Anyone have the rear bike rack for their Tiguan?

https://parts.alexandriavw.com/p/Vo...ke-Carrier-Attachment/69551371/3CN071105.html

Is it removable? I’m curious to know when I don’t need it for weekend trips can it easily be removed in put in storage? I have a little one who got her first bike and she’d like to bring it to her grandparent’s house to ride with her older cousin. Between those trips I really don’t want to have the rack on the rear of the car. 



Sent while on the run


----------



## GTINC (Jan 28, 2005)

Is it removable? Seriously? It fits into the trailer hitch socket...of course it is removable.


----------



## jimtunes (Mar 29, 2010)

I have this one. Super well made, easy to use, very secure. Installs, removes in about a minute. 
https://www.1up-usa.com/product-category/bike-racks/


----------



## Reihenmotor5 (Dec 1, 2006)

jimtunes said:


> I have this one. Super well made, easy to use, very secure. Installs, removes in about a minute.
> https://www.1up-usa.com/product-category/bike-racks/


Thank you! Will take a look. By chance do you have a pic of it on your Tiguan? 


Sent while on the run


----------



## chris__petrie (Dec 22, 2018)

A customer of mine purchased an Atlas with this installed. I was very impressed with the quality and functionality. It seems quite secure, yet easy to remove. 
Just be careful if you have a power hatch. I think it could scratch/mark, nothing extreme. 


Sent from my iPhone using Tapatalk


----------



## VDoubleUVR6 (Aug 21, 2001)

Don't have much to add to the Tiguan and bike rack question but I'll vote on 1up's bike racks.

I've had mine for a few years and it's the best I've used... Will worth the money.

Edit: Added photo of rack on my FJ...fits many sized tire bikes (daughter's bike behind my fat bike).

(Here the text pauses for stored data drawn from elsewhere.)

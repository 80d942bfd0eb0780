//! Settlement reconciler: bounded sync-then-poll after a payment redirect.
//!
//! ```text
//! Success ─► Syncing ─paid─► Confirmed
//!               │
//!               └─► Verifying(1..=max) ─paid─► ConfirmedAfterVerifying
//!                        │            ─provider failed─► Failed
//!                        └─budget spent─► Unconfirmed
//! Cancelled ─► Cancelled
//! (cancel token at any point) ─► Aborted
//! ```

use std::future::Future;
use std::sync::Arc;
use std::time::Duration;

use serde::Serialize;
use tokio::sync::watch;
use tokio_util::sync::CancellationToken;

use cargolane_core::{BookingId, TransportError};

use crate::redirect::RedirectSignal;
use crate::state::CheckoutSession;
use crate::transport::PaymentTransport;

#[derive(Debug, Clone)]
pub struct ReconcilerConfig {
    /// Polls after the initial sync.
    pub max_attempts: u32,
    /// Wait between polls. Not applied after the last one.
    pub retry_delay: Duration,
}

impl Default for ReconcilerConfig {
    fn default() -> Self {
        Self {
            max_attempts: 5,
            retry_delay: Duration::from_secs(2),
        }
    }
}

impl ReconcilerConfig {
    pub fn with_max_attempts(mut self, max_attempts: u32) -> Self {
        self.max_attempts = max_attempts;
        self
    }

    pub fn with_retry_delay(mut self, retry_delay: Duration) -> Self {
        self.retry_delay = retry_delay;
        self
    }
}

#[derive(Debug, Clone, PartialEq, Eq, Serialize)]
#[serde(rename_all = "snake_case", tag = "outcome")]
pub enum SettlementOutcome {
    /// The first sync already reported the booking paid.
    Confirmed,
    ConfirmedAfterVerifying { attempts: u32 },
    /// The provider accepted the payment but the backend has not confirmed
    /// it within the budget. Shown as success.
    Unconfirmed { attempts: u32 },
    Cancelled,
    Failed { reason: String },
    /// The caller went away before an outcome was reached.
    Aborted,
}

impl SettlementOutcome {
    pub fn is_success(&self) -> bool {
        matches!(
            self,
            SettlementOutcome::Confirmed
                | SettlementOutcome::ConfirmedAfterVerifying { .. }
                | SettlementOutcome::Unconfirmed { .. }
        )
    }

    /// Message for the viewer, when the bare outcome is not enough.
    pub fn note(&self) -> Option<&'static str> {
        match self {
            SettlementOutcome::Unconfirmed { .. } => Some(
                "Payment received. Confirmation is still processing and will appear on the booking shortly.",
            ),
            SettlementOutcome::Cancelled => Some("Payment was cancelled. You can retry checkout."),
            SettlementOutcome::Failed { .. } => {
                Some("The payment provider declined the payment. You can retry checkout.")
            }
            _ => None,
        }
    }
}

/// Progress published while a reconciliation runs.
#[derive(Debug, Clone, PartialEq, Eq, Serialize)]
#[serde(rename_all = "snake_case", tag = "phase")]
pub enum SettlementPhase {
    Idle,
    Syncing,
    Verifying { attempt: u32, max_attempts: u32 },
    Done(SettlementOutcome),
}

/// Result of one poll.
enum Poll {
    Paid,
    Failed(String),
    NotYet,
}

pub struct SettlementReconciler {
    transport: Arc<dyn PaymentTransport>,
    config: ReconcilerConfig,
    phase: watch::Sender<SettlementPhase>,
}

impl SettlementReconciler {
    pub fn new(transport: Arc<dyn PaymentTransport>) -> Self {
        let (phase, _) = watch::channel(SettlementPhase::Idle);
        Self {
            transport,
            config: ReconcilerConfig::default(),
            phase,
        }
    }

    pub fn with_config(mut self, config: ReconcilerConfig) -> Self {
        self.config = config;
        self
    }

    pub fn config(&self) -> &ReconcilerConfig {
        &self.config
    }

    /// Watch progress ("verifying… 2/5").
    pub fn subscribe(&self) -> watch::Receiver<SettlementPhase> {
        self.phase.subscribe()
    }

    pub fn phase(&self) -> SettlementPhase {
        self.phase.borrow().clone()
    }

    /// Drive one booking to a terminal outcome.
    ///
    /// Transport errors never escape: they count as "not confirmed yet" and
    /// are retried within the attempt budget.
    pub async fn run(
        &self,
        booking: BookingId,
        signal: RedirectSignal,
        cancel: &CancellationToken,
    ) -> SettlementOutcome {
        let outcome = self.drive(booking, signal, cancel).await;

        match &outcome {
            SettlementOutcome::Failed { reason } => {
                tracing::warn!(booking_id = %booking, reason = %reason, "settlement failed")
            }
            other => tracing::info!(
                booking_id = %booking,
                outcome = ?other,
                success = other.is_success(),
                "settlement finished"
            ),
        }
        self.phase.send_replace(SettlementPhase::Done(outcome.clone()));
        outcome
    }

    async fn drive(
        &self,
        booking: BookingId,
        signal: RedirectSignal,
        cancel: &CancellationToken,
    ) -> SettlementOutcome {
        let session_ref = match signal {
            RedirectSignal::Cancelled => return SettlementOutcome::Cancelled,
            RedirectSignal::Success { session_ref } => session_ref,
        };

        self.phase.send_replace(SettlementPhase::Syncing);
        let Some(synced) = until_cancelled(
            cancel,
            self.transport.sync_payment(booking, session_ref.as_deref()),
        )
        .await
        else {
            return SettlementOutcome::Aborted;
        };

        match synced {
            Ok(response) if response.payment_status.is_paid() => {
                return SettlementOutcome::Confirmed;
            }
            Ok(response) => tracing::debug!(
                booking_id = %booking,
                status = ?response.payment_status,
                "payment not confirmed by first sync; verifying"
            ),
            Err(err) => log_transport(booking, "sync", &err),
        }

        let max_attempts = self.config.max_attempts;
        for attempt in 1..=max_attempts {
            self.phase
                .send_replace(SettlementPhase::Verifying { attempt, max_attempts });

            let Some(poll) = until_cancelled(cancel, self.poll(booking)).await else {
                return SettlementOutcome::Aborted;
            };
            match poll {
                Poll::Paid => {
                    return SettlementOutcome::ConfirmedAfterVerifying { attempts: attempt };
                }
                Poll::Failed(reason) => return SettlementOutcome::Failed { reason },
                Poll::NotYet => {}
            }

            if attempt < max_attempts
                && until_cancelled(cancel, tokio::time::sleep(self.config.retry_delay))
                    .await
                    .is_none()
            {
                return SettlementOutcome::Aborted;
            }
        }

        SettlementOutcome::Unconfirmed {
            attempts: max_attempts,
        }
    }

    async fn poll(&self, booking: BookingId) -> Poll {
        match self.transport.sync_payment(booking, None).await {
            Ok(response) if response.payment_status.is_paid() => return Poll::Paid,
            Ok(_) => {}
            Err(err) => log_transport(booking, "sync", &err),
        }

        match self.transport.fetch_booking(booking).await {
            Ok(state) if state.is_paid() => Poll::Paid,
            Ok(state) => match state.provider_failure() {
                Some(status) => Poll::Failed(format!("payment {status} at provider")),
                None => Poll::NotYet,
            },
            Err(err) => {
                log_transport(booking, "fetch_booking", &err);
                Poll::NotYet
            }
        }
    }

    /// Ask for a fresh provider checkout after a cancelled or failed payment.
    pub async fn retry_checkout(
        &self,
        booking: BookingId,
    ) -> Result<CheckoutSession, TransportError> {
        let session = self.transport.create_checkout(booking).await?;
        tracing::info!(
            booking_id = %booking,
            session_ref = %session.session_ref,
            "checkout session created"
        );
        self.phase.send_replace(SettlementPhase::Idle);
        Ok(session)
    }
}

/// Race `fut` against cancellation. `None` if cancelled first.
async fn until_cancelled<F: Future>(cancel: &CancellationToken, fut: F) -> Option<F::Output> {
    tokio::select! {
        biased;
        _ = cancel.cancelled() => None,
        out = fut => Some(out),
    }
}

fn log_transport(booking: BookingId, call: &'static str, err: &TransportError) {
    tracing::warn!(
        booking_id = %booking,
        call,
        error = %err,
        transient = err.is_transient(),
        "settlement call failed; treating as unconfirmed"
    );
}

Sent from my Pixel 3 XL using Tapatalk


----------



## Reihenmotor5 (Dec 1, 2006)

chris__petrie said:


> A customer of mine purchased an Atlas with this installed. I was very impressed with the quality and functionality. It seems quite secure, yet easy to remove.
> Just be careful if you have a power hatch. I think it could scratch/mark, nothing extreme.
> 
> 
> Sent from my iPhone using Tapatalk


Are you talking about the Thule sold by VW?



Sent while on the run


----------



## Reihenmotor5 (Dec 1, 2006)

VDoubleUVR6 said:


> Don't have much to add to the Tiguan and bike rack question but I'll vote on 1up's bike racks.
> 
> I've had mine for a few years and it's the best I've used... Will worth the money.
> 
> ...


That is wild looking 


Sent while on the run


----------



## TDeyeguy (Mar 13, 2018)

1Up fan checking in. It will accommodate a kids bike with 16" tires. Best rack I've ever used.

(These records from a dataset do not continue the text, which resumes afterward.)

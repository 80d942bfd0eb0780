//! Booking payment state as reported by the backend.

use serde::{Deserialize, Serialize};

use cargolane_core::{BookingId, PaymentId};

/// Booking-level payment status. Only the backend moves it.
#[derive(Debug, Clone, Copy, PartialEq, Eq, Serialize, Deserialize)]
#[serde(rename_all = "SCREAMING_SNAKE_CASE")]
pub enum PaymentStatus {
    Pending,
    Paid,
    Unpaid,
    Refunded,
}

impl PaymentStatus {
    pub fn is_paid(&self) -> bool {
        matches!(self, PaymentStatus::Paid)
    }
}

/// Provider-side status of the payment attempt.
#[derive(Debug, Clone, Copy, PartialEq, Eq, Serialize, Deserialize)]
#[serde(rename_all = "lowercase")]
pub enum ProviderPaymentStatus {
    Pending,
    Processing,
    Succeeded,
    Failed,
    Canceled,
    #[serde(other)]
    Unknown,
}

impl ProviderPaymentStatus {
    /// The provider gave up on this attempt; polling will not change it.
    pub fn is_terminal_failure(&self) -> bool {
        matches!(self, ProviderPaymentStatus::Failed | ProviderPaymentStatus::Canceled)
    }

    pub fn as_str(&self) -> &'static str {
        match self {
            ProviderPaymentStatus::Pending => "pending",
            ProviderPaymentStatus::Processing => "processing",
            ProviderPaymentStatus::Succeeded => "succeeded",
            ProviderPaymentStatus::Failed => "failed",
            ProviderPaymentStatus::Canceled => "canceled",
            ProviderPaymentStatus::Unknown => "unknown",
        }
    }
}

impl core::fmt::Display for ProviderPaymentStatus {
    fn fmt(&self, f: &mut core::fmt::Formatter<'_>) -> core::fmt::Result {
        f.write_str(self.as_str())
    }
}

#[derive(Debug, Clone, PartialEq, Serialize, Deserialize)]
pub struct PaymentRecord {
    pub id: PaymentId,
    pub status: ProviderPaymentStatus,
    pub amount: f64,
}

#[derive(Debug, Clone, PartialEq, Serialize, Deserialize)]
#[serde(rename_all = "camelCase")]
pub struct BookingSettlementState {
    #[serde(alias = "id")]
    pub booking_id: BookingId,
    pub payment_status: PaymentStatus,
    #[serde(default)]
    pub payment: Option<PaymentRecord>,
}

impl BookingSettlementState {
    /// A booking awaiting payment, with no provider attempt recorded.
    pub fn pending(booking_id: BookingId) -> Self {
        Self {
            booking_id,
            payment_status: PaymentStatus::Pending,
            payment: None,
        }
    }

    pub fn with_payment(mut self, payment: PaymentRecord) -> Self {
        self.payment = Some(payment);
        self
    }

    pub fn with_status(mut self, status: PaymentStatus) -> Self {
        self.payment_status = status;
        self
    }

    pub fn is_paid(&self) -> bool {
        self.payment_status.is_paid()
    }

    /// The provider status if it is a terminal failure.
    pub fn provider_failure(&self) -> Option<ProviderPaymentStatus> {
        self.payment
            .as_ref()
            .map(|p| p.status)
            .filter(ProviderPaymentStatus::is_terminal_failure)
    }
}

/// Answer to a `sync` request.
#[derive(Debug, Clone, Copy, PartialEq, Eq, Serialize, Deserialize)]
#[serde(rename_all = "camelCase")]
pub struct SyncResponse {
    pub payment_status: PaymentStatus,
}

impl SyncResponse {
    pub fn new(payment_status: PaymentStatus) -> Self {
        Self { payment_status }
    }
}

/// A fresh provider checkout the caller redirects to.
#[derive(Debug, Clone, PartialEq, Eq, Serialize, Deserialize)]
#[serde(rename_all = "camelCase")]
pub struct CheckoutSession {
    #[serde(rename = "sessionId")]
    pub session_ref: String,
    pub url: String,
}

#[cfg(test)]
mod tests {
    use super::*;

    #[test]
    fn booking_state_reads_backend_payload() {
        let booking = BookingId::new();
        let payment = PaymentId::new();
        let json = serde_json::json!({
            "id": booking,
            "paymentStatus": "PENDING",
            "payment": { "id": payment, "status": "requires_action", "amount": 120.5 },
            "origin": "Lagos",
        });

        let state: BookingSettlementState = serde_json::from_value(json).unwrap();
        assert_eq!(state.booking_id, booking);
        assert!(!state.is_paid());
        let record = state.payment.as_ref().unwrap();
        assert_eq!(record.status, ProviderPaymentStatus::Unknown);
        assert_eq!(state.provider_failure(), None);
    }

    #[test]
    fn failed_and_canceled_are_terminal() {
        let booking = BookingId::new();
        for status in [ProviderPaymentStatus::Failed, ProviderPaymentStatus::Canceled] {
            let state = BookingSettlementState::pending(booking).with_payment(PaymentRecord {
                id: PaymentId::new(),
                status,
                amount: 10.0,
            });
            assert_eq!(state.provider_failure(), Some(status));
        }
        assert!(!ProviderPaymentStatus::Processing.is_terminal_failure());
    }

    #[test]
    fn checkout_session_uses_session_id_on_the_wire() {
        let session: CheckoutSession = serde_json::from_str(
            r#"{"sessionId":"cs_test_1","url":"https://pay.example/cs_test_1"}"#,
        )
        .unwrap();
        assert_eq!(session.session_ref, "cs_test_1");
    }
}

Sent from my SM-N960U using Tapatalk


----------



## BsickPassat (May 10, 2010)

Reihenmotor5 said:


> Anyone have the rear bike rack for their Tiguan?
> 
> https://parts.alexandriavw.com/p/Vo...ke-Carrier-Attachment/69551371/3CN071105.html
> 
> ...


First of all, do you have a hitch installed on the car?


----------



## Reihenmotor5 (Dec 1, 2006)

No, I would need that also


Sent while on the run


----------



## phlegm (Apr 24, 2019)

chris__petrie said:


> A...
> Just be careful if you have a power hatch. I think it could scratch/mark, nothing extreme.

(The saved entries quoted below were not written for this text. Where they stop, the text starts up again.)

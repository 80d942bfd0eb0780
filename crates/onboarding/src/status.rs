//! Status source: where step trees come from.

use std::collections::{HashMap, VecDeque};
use std::sync::Mutex;

use async_trait::async_trait;

use cargolane_core::TransportError;

use crate::step_tree::{Scope, StepTree};

/// Fetches the current principal's step tree for a scope.
///
/// May fail or return stale data; callers must not treat failure as fatal.
#[async_trait]
pub trait StatusSource: Send + Sync {
    async fn fetch_step_tree(&self, scope: Scope) -> Result<StepTree, TransportError>;
}

type Reply = Result<StepTree, TransportError>;

#[derive(Debug, Default)]
struct Script {
    queued: VecDeque<Reply>,
    standing: Option<Reply>,
    calls: usize,
}

/// Scripted status source (tests and local development).
///
/// Each scope answers queued replies first, then its standing reply. A scope
/// with nothing scripted answers a 404.
#[derive(Debug, Default)]
pub struct ScriptedStatusSource {
    scripts: Mutex<HashMap<Scope, Script>>,
}

impl ScriptedStatusSource {
    pub fn new() -> Self {
        Self::default()
    }

    /// Always answer with `tree` for its scope.
    pub fn with_tree(self, tree: StepTree) -> Self {
        self.set(tree.scope, Ok(tree));
        self
    }

    /// Always fail for `scope`.
    pub fn with_failure(self, scope: Scope, err: TransportError) -> Self {
        self.set(scope, Err(err));
        self
    }

    /// Replace the standing reply for `scope`.
    pub fn set(&self, scope: Scope, reply: Reply) {
        self.with_script(scope, |s| s.standing = Some(reply));
    }

    /// Answer `reply` once, before the standing reply.
    pub fn enqueue(&self, scope: Scope, reply: Reply) {
        self.with_script(scope, |s| s.queued.push_back(reply));
    }

    /// Fetches made for `scope` so far.
    pub fn calls(&self, scope: Scope) -> usize {
        self.with_script(scope, |s| s.calls)
    }

    fn with_script<T>(&self, scope: Scope, f: impl FnOnce(&mut Script) -> T) -> T {
        let mut scripts = match self.scripts.lock() {
            Ok(guard) => guard,
            Err(poisoned) => poisoned.into_inner(),
        };
        f(scripts.entry(scope).or_default())
    }
}

#[async_trait]
impl StatusSource for ScriptedStatusSource {
    async fn fetch_step_tree(&self, scope: Scope) -> Result<StepTree, TransportError> {
        self.with_script(scope, |s| {
            s.calls += 1;
            match s.queued.pop_front() {
                Some(reply) => reply,
                None => s.standing.clone().unwrap_or_else(|| {
                    Err(TransportError::Api(404, format!("no {scope} status scripted")))
                }),
            }
        })
    }
}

Yep, inevitably someone will open the hatch while a rack is on.

One tip is to manually open the hatch so you can see where it would contact the rack. Then apply some velcro tape (the "hairy" side) to the rack in that area. That should be enough to prevent any damage.


----------



## BsickPassat (May 10, 2010)

if you get a 1up single, it most likely won't go high enough when you fold up to interfere with the hatch

Sent from my SAMSUNG-SM-G930A using Tapatalk


----------



## JenSnyder1083 (Nov 20, 2017)

We have Yakima Holdup 2" and can fold down so liftgate clears to open. Juat remember to turn off rear camera when in reverse so it doesn't try to stop you from backing up due to the rack.









Sent from my SM-G950U using Tapatalk


----------



## chris__petrie (Dec 22, 2018)

Reihenmotor5 said:


> Are you talking about the Thule sold by VW?
> 
> 
> 
> Sent while on the run


Yup! Dealer installed accessory. We also installed a rack & Cargo box. It looked awesome!


----------